The good news is all the new tech or old tech that has been stopped because of our economy being based on petrol.. with the new administration attacking the oil industry, I can see these things being promoted .
I went online and looked at my daily usage. My next billing cycle should be through the 12th, so the bill for the really cold days will show up a month from now. The real wildcard is whether the contract price stays the same, and whether the fuel adjustment has to cover escalated outside-of-contract pricing. If my rates don’t escalate wildly (which they should not), I may get by with a $200 – 250 bill. If so, that will be largest electric bill in 20+ years. Natural gas is not available out here, and I don’t do propane. I was nervous, but comfortable this week. An extra $100- 150 will be a seasonal operating inconvenience.
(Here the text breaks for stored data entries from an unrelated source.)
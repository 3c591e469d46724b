//! Sign-in.
//!
//! The login screen collects [`Credentials`] and hands them to an
//! [`Authenticator`] on a worker thread.  [`IdentityToolkit`] talks to the
//! Firebase Identity Toolkit REST API; anything else that can turn
//! credentials into a [`Session`] can stand in for it.

use std::time::Duration;

use chrono::{DateTime, Utc};
use reqwest::blocking::Client;
use serde::{Deserialize, Serialize};
use thiserror::Error;
use tracing::{info, warn};

#[derive(Debug, Error)]
pub enum AuthError {
    #[error("Please enter email and password")]
    MissingCredentials,
    #[error("Invalid email or password")]
    InvalidCredentials,
    #[error("Google sign-in is not configured")]
    GoogleNotConfigured,
    #[error("sign-in service answered HTTP {0}")]
    Status(u16),
    #[error("network error: {0}")]
    Http(#[from] reqwest::Error),
    #[error("malformed sign-in response: {0}")]
    Decode(#[from] serde_json::Error),
}

#[derive(Clone, PartialEq, Eq)]
pub enum Credentials {
    Password { email: String, password: String },
    Google { id_token: String },
}

impl Credentials {
    /// Email/password credentials.  The email is trimmed; both fields must be
    /// non-empty.
    pub fn password(email: &str, password: &str) -> Result<Self, AuthError> {
        let email = email.trim();
        if email.is_empty() || password.is_empty() {
            return Err(AuthError::MissingCredentials);
        }
        Ok(Credentials::Password {
            email: email.to_string(),
            password: password.to_string(),
        })
    }

    pub fn google(id_token: Option<&str>) -> Result<Self, AuthError> {
        match id_token.map(str::trim) {
            Some(token) if !token.is_empty() => Ok(Credentials::Google {
                id_token: token.to_string(),
            }),
            _ => Err(AuthError::GoogleNotConfigured),
        }
    }
}

// Keep secrets out of logs.
impl std::fmt::Debug for Credentials {
    fn fmt(&self, f: &mut std::fmt::Formatter<'_>) -> std::fmt::Result {
        match self {
            Credentials::Password { email, .. } => f
                .debug_struct("Password")
                .field("email", email)
                .finish_non_exhaustive(),
            Credentials::Google { .. } => f.debug_struct("Google").finish_non_exhaustive(),
        }
    }
}

#[derive(Debug, Clone, PartialEq, Eq)]
pub struct Session {
    pub email: String,
    pub user_id: String,
    pub id_token: String,
    pub expires_at: DateTime<Utc>,
}

pub trait Authenticator: Send + Sync {
    fn sign_in(&self, credentials: &Credentials) -> Result<Session, AuthError>;
}

pub struct IdentityToolkit {
    client: Client,
    endpoint: String,
    api_key: String,
}

#[derive(Serialize)]
#[serde(rename_all = "camelCase")]
struct PasswordRequest<'a> {
    email: &'a str,
    password: &'a str,
    return_secure_token: bool,
}

#[derive(Serialize)]
#[serde(rename_all = "camelCase")]
struct IdpRequest {
    post_body: String,
    request_uri: &'static str,
    return_idp_credential: bool,
    return_secure_token: bool,
}

#[derive(Deserialize)]
#[serde(rename_all = "camelCase")]
struct SignInResponse {
    id_token: String,
    #[serde(default)]
    email: String,
    local_id: String,
    #[serde(default)]
    expires_in: Option<String>,
}

impl IdentityToolkit {
    pub fn new(endpoint: &str, api_key: impl Into<String>, timeout: Duration) -> Result<Self, AuthError> {
        Ok(Self {
            client: Client::builder().timeout(timeout).build()?,
            endpoint: endpoint.trim_end_matches('/').to_string(),
            api_key: api_key.into(),
        })
    }

    fn post<T: Serialize>(&self, method: &str, body: &T) -> Result<Session, AuthError> {
        let url = format!("{}/accounts:{method}", self.endpoint);
        let response = self
            .client
            .post(&url)
            .query(&[("key", &self.api_key)])
            .json(body)
            .send()?;

        let status = response.status();
        if status == reqwest::StatusCode::BAD_REQUEST {
            // Wrong password, unknown user, and disabled accounts all land here.
            return Err(AuthError::InvalidCredentials);
        }
        if !status.is_success() {
            warn!(%status, method, "sign-in request failed");
            return Err(AuthError::Status(status.as_u16()));
        }

        let parsed: SignInResponse = serde_json::from_slice(&response.bytes()?)?;
        let lifetime = parsed
            .expires_in
            .as_deref()
            .and_then(|s| s.parse::<i64>().ok())
            .unwrap_or(3600);

        Ok(Session {
            email: parsed.email,
            user_id: parsed.local_id,
            id_token: parsed.id_token,
            expires_at: Utc::now() + chrono::Duration::seconds(lifetime),
        })
    }
}

impl Authenticator for IdentityToolkit {
    fn sign_in(&self, credentials: &Credentials) -> Result<Session, AuthError> {
        let session = match credentials {
            Credentials::Password { email, password } => self.post(
                "signInWithPassword",
                &PasswordRequest {
                    email,
                    password,
                    return_secure_token: true,
                },
            )?,
            Credentials::Google { id_token } => self.post(
                "signInWithIdp",
                &IdpRequest {
                    post_body: format!("id_token={id_token}&providerId=google.com"),
                    request_uri: "http://localhost",
                    return_idp_credential: true,
                    return_secure_token: true,
                },
            )?,
        };
        info!(user = %session.user_id, "signed in");
        Ok(session)
    }
}

#[cfg(test)]
mod tests {
    use super::*;
    use httpmock::prelude::*;
    use pretty_assertions::assert_eq;
    use serde_json::json;

    fn toolkit(server: &MockServer) -> IdentityToolkit {
        IdentityToolkit::new(&server.base_url(), "test-key", Duration::from_secs(2)).unwrap()
    }

    #[test]
    fn password_credentials_trim_email() {
        let creds = Credentials::password("  you@example.com ", "secret").unwrap();
        assert_eq!(
            creds,
            Credentials::Password {
                email: "you@example.com".into(),
                password: "secret".into()
            }
        );
    }

    #[test]
    fn empty_fields_are_rejected_before_any_request() {
        assert!(matches!(
            Credentials::password("   ", "secret"),
            Err(AuthError::MissingCredentials)
        ));
        assert!(matches!(
            Credentials::password("you@example.com", ""),
            Err(AuthError::MissingCredentials)
        ));
        assert_eq!(
            AuthError::MissingCredentials.to_string(),
            "Please enter email and password"
        );
    }

    #[test]
    fn google_needs_a_token() {
        assert!(matches!(Credentials::google(None), Err(AuthError::GoogleNotConfigured)));
        assert!(matches!(Credentials::google(Some(" ")), Err(AuthError::GoogleNotConfigured)));
        assert!(Credentials::google(Some("tok")).is_ok());
    }

    #[test]
    fn debug_output_hides_secrets() {
        let creds = Credentials::password("you@example.com", "hunter2").unwrap();
        assert!(!format!("{creds:?}").contains("hunter2"));
    }

    #[test]
    fn password_sign_in_returns_session() {
        let server = MockServer::start();
        let mock = server.mock(|when, then| {
            when.method(POST)
                .path("/accounts:signInWithPassword")
                .query_param("key", "test-key")
                .json_body(json!({
                    "email": "you@example.com",
                    "password": "secret",
                    "returnSecureToken": true
                }));
            then.status(200).json_body(json!({
                "idToken": "id-token",
                "email": "you@example.com",
                "refreshToken": "refresh",
                "expiresIn": "3600",
                "localId": "user-1"
            }));
        });

        let creds = Credentials::password("you@example.com", "secret").unwrap();
        let session = toolkit(&server).sign_in(&creds).unwrap();

        mock.assert();
        assert_eq!(session.email, "you@example.com");
        assert_eq!(session.user_id, "user-1");
        assert_eq!(session.id_token, "id-token");
        assert!(session.expires_at > Utc::now());
    }

    #[test]
    fn rejected_password_maps_to_invalid_credentials() {
        let server = MockServer::start();
        server.mock(|when, then| {
            when.method(POST).path("/accounts:signInWithPassword");
            then.status(400)
                .json_body(json!({ "error": { "code": 400, "message": "INVALID_LOGIN_CREDENTIALS" } }));
        });

        let creds = Credentials::password("you@example.com", "wrong").unwrap();
        let err = toolkit(&server).sign_in(&creds).unwrap_err();

        assert!(matches!(err, AuthError::InvalidCredentials));
        assert_eq!(err.to_string(), "Invalid email or password");
    }

    #[test]
    fn google_sign_in_posts_id_token() {
        let server = MockServer::start();
        let mock = server.mock(|when, then| {
            when.method(POST)
                .path("/accounts:signInWithIdp")
                .body_contains("id_token=google-token&providerId=google.com");
            then.status(200).json_body(json!({
                "idToken": "firebase-token",
                "email": "you@gmail.com",
                "localId": "user-2",
                "expiresIn": "3600"
            }));
        });

        let creds = Credentials::google(Some("google-token")).unwrap();
        let session = toolkit(&server).sign_in(&creds).unwrap();

        mock.assert();
        assert_eq!(session.user_id, "user-2");
    }

    #[test]
    fn server_error_is_reported_as_status() {
        let server = MockServer::start();
        server.mock(|when, then| {
            when.method(POST).path("/accounts:signInWithPassword");
            then.status(500);
        });

        let creds = Credentials::password("a@b.c", "pw").unwrap();
        assert!(matches!(
            toolkit(&server).sign_in(&creds),
            Err(AuthError::Status(500))
        ));
    }
}
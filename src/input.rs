//! Keyboard input handling.
//!
//! Maps terminal key events to [`App`] actions.  Each screen has its own
//! key map; adding a binding is a single match arm.
//!
//! ## For contributors
//!
//! To add a new keybinding:
//!
//! 1. Add a method on [`App`] for the action (if one doesn't exist).
//! 2. Add a match arm in the screen's handler that calls it.
//! 3. Update the help text in [`crate::ui`] and the key table in `README.md`.

use crossterm::event::{KeyCode, KeyEvent, KeyEventKind, KeyModifiers};

use crate::app::{App, Screen};

/// Process a single key event, updating app state accordingly.
///
/// Only reacts to key-press events (ignoring release / repeat) so that each
/// physical keypress triggers exactly one action.
pub fn handle_key_event(app: &mut App, key: KeyEvent) {
    if key.kind != KeyEventKind::Press {
        return;
    }

    match app.screen {
        Screen::Login => handle_login_key(app, key),
        Screen::Products => handle_list_key(app, key),
        Screen::Detail(_) => handle_detail_key(app, key),
    }
}

fn handle_list_key(app: &mut App, key: KeyEvent) {
    match key.code {
        KeyCode::Char('q') => app.quit = true,
        KeyCode::Down | KeyCode::Char('j') => app.select_next(),
        KeyCode::Up | KeyCode::Char('k') => app.select_previous(),
        KeyCode::Home | KeyCode::Char('g') => app.select_first(),
        KeyCode::End | KeyCode::Char('G') => app.select_last(),
        KeyCode::Enter => app.open_detail(),
        KeyCode::Char('r') => app.refresh(),
        KeyCode::Char('c') => app.next_category(),
        KeyCode::Char('t') => app.toggle_theme(),
        KeyCode::Char('x') => app.banner.dismiss(),
        _ => {}
    }
}

fn handle_detail_key(app: &mut App, key: KeyEvent) {
    match key.code {
        KeyCode::Char('q') => app.quit = true,
        KeyCode::Esc | KeyCode::Backspace => app.back(),
        KeyCode::Char('t') => app.toggle_theme(),
        KeyCode::Char('x') => app.banner.dismiss(),
        _ => {}
    }
}

fn handle_login_key(app: &mut App, key: KeyEvent) {
    if key.modifiers.contains(KeyModifiers::CONTROL) {
        match key.code {
            KeyCode::Char('s') => app.toggle_password_visibility(),
            KeyCode::Char('g') => app.submit_google_login(),
            KeyCode::Char('c') => app.quit = true,
            _ => {}
        }
        return;
    }

    match key.code {
        KeyCode::Esc => app.quit = true,
        KeyCode::Tab | KeyCode::BackTab => app.login_switch_field(),
        KeyCode::Enter => app.submit_login(),
        KeyCode::Backspace => app.login_backspace(),
        KeyCode::Char(c) => app.login_input(c),
        _ => {}
    }
}
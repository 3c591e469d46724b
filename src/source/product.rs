//! The core data type shared across all product sources.
//!
//! `Product` represents a single catalog entry from any source (REST catalog,
//! document store, ...).  Every source converts its native record into
//! `Product`s so the feed controller and the screens can stay source-agnostic.
//!
//! ## Identity
//!
//! Each product carries a [`ProductKey`].  The key is what the feed
//! de-duplicates on and what the list uses as its row key, so sources must
//! pick a stable one: the REST catalog uses its integer id, the document
//! store uses the store-assigned document id.

use std::fmt;

/// Identity key of a product.  Keys are only ever compared for equality.
#[derive(Debug, Clone, PartialEq, Eq, Hash)]
pub enum ProductKey {
    /// Integer id handed out by the REST catalog.
    Numeric(u64),
    /// Opaque document id assigned by the document store.
    Document(String),
}

impl fmt::Display for ProductKey {
    fn fmt(&self, f: &mut fmt::Formatter<'_>) -> fmt::Result {
        match self {
            ProductKey::Numeric(id) => write!(f, "{id}"),
            ProductKey::Document(doc_id) => f.write_str(doc_id),
        }
    }
}

/// A single product, normalised from any source.
#[derive(Debug, Clone, PartialEq)]
pub struct Product {
    /// Unique identifier used for de-duplication and as the list key.
    pub key: ProductKey,

    /// Human-readable product name.
    pub title: String,

    /// Unit price.  Currency is a display concern (see `ui.currency`).
    pub price: f64,

    /// URI of the thumbnail image.
    pub thumbnail: String,

    /// Longer product description.
    pub description: String,

    /// Category slug, when the source provides one.
    pub category: Option<String>,
}

impl Product {
    /// Price as shown to the user, e.g. `₹ 80000` or `$ 9.99`.
    ///
    /// Whole amounts are printed without a fractional part.
    pub fn display_price(&self, currency: &str) -> String {
        format!("{currency} {}", format_amount(self.price))
    }
}

pub(crate) fn format_amount(amount: f64) -> String {
    if amount.fract() == 0.0 && amount.abs() < 1e15 {
        format!("{}", amount as i64)
    } else {
        format!("{amount:.2}")
    }
}

// ---------------------------------------------------------------------------
// Tests
// ---------------------------------------------------------------------------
“my total utility bill that includes gas and electric from PG&E averages just $100 a month”
Most people utilize their utilities at work..with just a minimum at home.. here just to be hooked to the grid is 57.. to be hooked to the natural gas line is another what 15..
When we went solar was after we watched a round table discussion on future energy costs. They basically said that even if there wasnt future increases in the demand for energy that the rates would increase five hundred percent.
So 500 plus is not an out of the ballpark figure.
On top of it with this event.. theres going to be some serious changes made to make sure this will never happen again.
Thought you might like to see how well solar panels are working out in Canada.
https://www.youtube.com/watch?v=rVBxsJmZRjI&feature=emb_logo
I got thinking, maybe we need to install natural gas heaters on the solar panels to keep the ice and snow off.
solar panels clear off really fast.. I use to sweep mine.. that obviously is to big a system to sweep..
I have been suggesting for years and years.. about solar and wind.. go small wind large wind has way to many maintenance issues and integration issues… and we should be doing solar towers.. with the inverted trapezoid reflector in between cells.. the tower designed as a thermal chimney to assist in the ridding of ice and snow. my guess is that solar array is as far away from the power plant as you can get as well.. do it that way just to keep control of it all…
“my guess is that solar array is as far away from the power plant as you can get as well.”
I said that wrong.. my guess is the solar power system is as far away from the furthest point of customers away from the power plant..
to put them up go to the furthest point then work back to the power plants..
not only would that take the stress off of the power plants during high demand but areas separated because of ice would be easier to get back up online..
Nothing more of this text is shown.